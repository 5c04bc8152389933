//! Configuration types.

use std::collections::BTreeMap;
use std::path::{Path, PathBuf};

use serde::{Deserialize, Serialize};

/// Model used when the configuration does not name one.
pub const DEFAULT_MODEL: &str = "claude-sonnet-4-5";

/// Executable looked up on `PATH` when no explicit path is configured.
pub const DEFAULT_EXECUTABLE: &str = "claude";

/// Launch description for one MCP server.
#[derive(Debug, Clone, PartialEq, Eq, Serialize, Deserialize)]
pub struct McpServerConfig {
    /// Command that starts the server.
    pub command: String,
    #[serde(default, skip_serializing_if = "Vec::is_empty")]
    pub args: Vec<String>,
    #[serde(default, skip_serializing_if = "BTreeMap::is_empty")]
    pub env: BTreeMap<String, String>,
}

impl McpServerConfig {
    #[must_use]
    pub fn new(command: impl Into<String>) -> Self {
        Self {
            command: command.into(),
            args: Vec::new(),
            env: BTreeMap::new(),
        }
    }

    #[must_use]
    pub fn arg(mut self, arg: impl Into<String>) -> Self {
        self.args.push(arg.into());
        self
    }

    #[must_use]
    pub fn env(mut self, key: impl Into<String>, value: impl Into<String>) -> Self {
        self.env.insert(key.into(), value.into());
        self
    }
}

/// A custom sub-agent passed through `--agents`.
#[derive(Debug, Clone, PartialEq, Eq, Serialize, Deserialize)]
pub struct AgentDefinition {
    /// When the main agent should delegate to this one.
    pub description: String,
    /// System prompt for the sub-agent.
    pub prompt: String,
    #[serde(default, skip_serializing_if = "Option::is_none")]
    pub tools: Option<Vec<String>>,
    #[serde(default, skip_serializing_if = "Option::is_none")]
    pub model: Option<String>,
}

/// Configuration used to spawn every invocation of a session.
#[derive(Debug, Clone, Default, PartialEq, Eq, Serialize, Deserialize)]
#[serde(default)]
pub struct SessionConfig {
    /// Path to the Claude Code executable. Falls back to `claude` on `PATH`.
    pub executable: Option<PathBuf>,
    /// Working directory for the spawned process.
    pub cwd: Option<PathBuf>,
    /// Model selector. Falls back to [`DEFAULT_MODEL`].
    pub model: Option<String>,
    /// Replaces the default system prompt.
    pub system_prompt: Option<String>,
    /// Appended to the default system prompt.
    pub append_system_prompt: Option<String>,
    /// MCP servers, written to a strict `--mcp-config` file when non-empty.
    pub mcp_servers: BTreeMap<String, McpServerConfig>,
    /// Custom agent definitions, serialized into `--agents`.
    pub agents: BTreeMap<String, AgentDefinition>,
    /// Ask the CLI to also emit partial message records.
    pub include_partial_messages: bool,
    pub max_turns: Option<u32>,
    pub allowed_tools: Vec<String>,
    pub disallowed_tools: Vec<String>,
    /// Mirror stderr and report dropped records at a visible log level.
    pub verbose: bool,
}

impl SessionConfig {
    #[must_use]
    pub fn new() -> Self {
        Self::default()
    }

    /// Set the executable to spawn instead of `claude` from `PATH`.
    #[must_use]
    pub fn executable(mut self, path: impl Into<PathBuf>) -> Self {
        self.executable = Some(path.into());
        self
    }

    /// Set the working directory for the Claude process.
    #[must_use]
    pub fn working_dir(mut self, dir: impl Into<PathBuf>) -> Self {
        self.cwd = Some(dir.into());
        self
    }

    #[must_use]
    pub fn model(mut self, model: impl Into<String>) -> Self {
        self.model = Some(model.into());
        self
    }

    /// Set a custom system prompt.
    #[must_use]
    pub fn system_prompt(mut self, prompt: impl Into<String>) -> Self {
        self.system_prompt = Some(prompt.into());
        self
    }

    /// Append to the system prompt.
    #[must_use]
    pub fn append_system_prompt(mut self, prompt: impl Into<String>) -> Self {
        self.append_system_prompt = Some(prompt.into());
        self
    }

    /// Register an MCP server under `name`.
    #[must_use]
    pub fn mcp_server(mut self, name: impl Into<String>, server: McpServerConfig) -> Self {
        self.mcp_servers.insert(name.into(), server);
        self
    }

    /// Register a custom agent under `name`.
    #[must_use]
    pub fn agent(mut self, name: impl Into<String>, agent: AgentDefinition) -> Self {
        self.agents.insert(name.into(), agent);
        self
    }

    #[must_use]
    pub fn include_partial_messages(mut self, enabled: bool) -> Self {
        self.include_partial_messages = enabled;
        self
    }

    /// Set the maximum number of turns.
    #[must_use]
    pub fn max_turns(mut self, turns: u32) -> Self {
        self.max_turns = Some(turns);
        self
    }

    /// Set the allowed tools for this session.
    #[must_use]
    pub fn allowed_tools(mut self, tools: &[&str]) -> Self {
        self.allowed_tools = tools.iter().map(|s| (*s).to_string()).collect();
        self
    }

    #[must_use]
    pub fn disallowed_tools(mut self, tools: &[&str]) -> Self {
        self.disallowed_tools = tools.iter().map(|s| (*s).to_string()).collect();
        self
    }

    #[must_use]
    pub fn verbose(mut self, verbose: bool) -> Self {
        self.verbose = verbose;
        self
    }

    /// The model that will be passed to `--model`.
    #[must_use]
    pub fn effective_model(&self) -> &str {
        self.model.as_deref().unwrap_or(DEFAULT_MODEL)
    }

    /// The executable that will be spawned.
    #[must_use]
    pub fn effective_executable(&self) -> &Path {
        self.executable
            .as_deref()
            .unwrap_or_else(|| Path::new(DEFAULT_EXECUTABLE))
    }
}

+ + + + + + +

Your goal
Work out the number of lines in the records containing the word "insert". Write only that number.

Response to this exercise
3